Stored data
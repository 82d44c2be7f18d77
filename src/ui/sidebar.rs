//! Navigation surface rendering.

use eframe::egui;
use crate::app::{AppState, ShellEvent};
use crate::routing::Route;

const REGULAR_WIDTH: f32 = 240.0;
const COMPACT_WIDTH: f32 = 64.0;

/// Renders the navigation panel when the sidebar is open.
///
/// On a compact viewport the panel shows icons only. Selecting an entry emits
/// a navigation event; the open/closed state is left to the sidebar state.
pub fn render_sidebar(ctx: &egui::Context, state: &AppState) -> Option<ShellEvent> {
    if !state.sidebar.is_open() {
        return None;
    }

    let compact = state.is_compact();
    let width = if compact { COMPACT_WIDTH } else { REGULAR_WIDTH };
    let current = state.router.current_route();

    egui::SidePanel::left("navigation")
        .resizable(false)
        .exact_width(width)
        .show(ctx, |ui| {
            let mut event = None;
            ui.add_space(8.0);
            if !compact {
                ui.heading("Navigation");
                ui.separator();
            }

            for route in Route::ALL {
                let text = if compact {
                    route.icon().to_string()
                } else {
                    format!("{}  {}", route.icon(), route.label())
                };
                let response = ui.selectable_label(current == Some(route), text);
                let response = if compact {
                    response.on_hover_text(route.label())
                } else {
                    response
                };
                if response.clicked() {
                    event = Some(ShellEvent::Navigate(route.path().to_string()));
                }
            }
            event
        })
        .inner
}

ACTION ITEM —
All of the entries above are to be printed again exactly.

SOLUTION —
repository 82d44c2be7f18d77
filename src/ui/sidebar.rs
//! Navigation surface rendering.

use eframe::egui;
use crate::app::{AppState, ShellEvent};
use crate::routing::Route;

const REGULAR_WIDTH: f32 = 240.0;
const COMPACT_WIDTH: f32 = 64.0;

/// Renders the navigation panel when the sidebar is open.
///
/// On a compact viewport the panel shows icons only. Selecting an entry emits
/// a navigation event; the open/closed state is left to the sidebar state.
pub fn render_sidebar(ctx: &egui::Context, state: &AppState) -> Option<ShellEvent> {
    if !state.sidebar.is_open() {
        return None;
    }

    let compact = state.is_compact();
    let width = if compact { COMPACT_WIDTH } else { REGULAR_WIDTH };
    let current = state.router.current_route();

    egui::SidePanel::left("navigation")
        .resizable(false)
        .exact_width(width)
        .show(ctx, |ui| {
            let mut event = None;
            ui.add_space(8.0);
            if !compact {
                ui.heading("Navigation");
                ui.separator();
            }

            for route in Route::ALL {
                let text = if compact {
                    route.icon().to_string()
                } else {
                    format!("{}  {}", route.icon(), route.label())
                };
                let response = ui.selectable_label(current == Some(route), text);
                let response = if compact {
                    response.on_hover_text(route.label())
                } else {
                    response
                };
                if response.clicked() {
                    event = Some(ShellEvent::Navigate(route.path().to_string()));
                }
            }
            event
        })
        .inner
}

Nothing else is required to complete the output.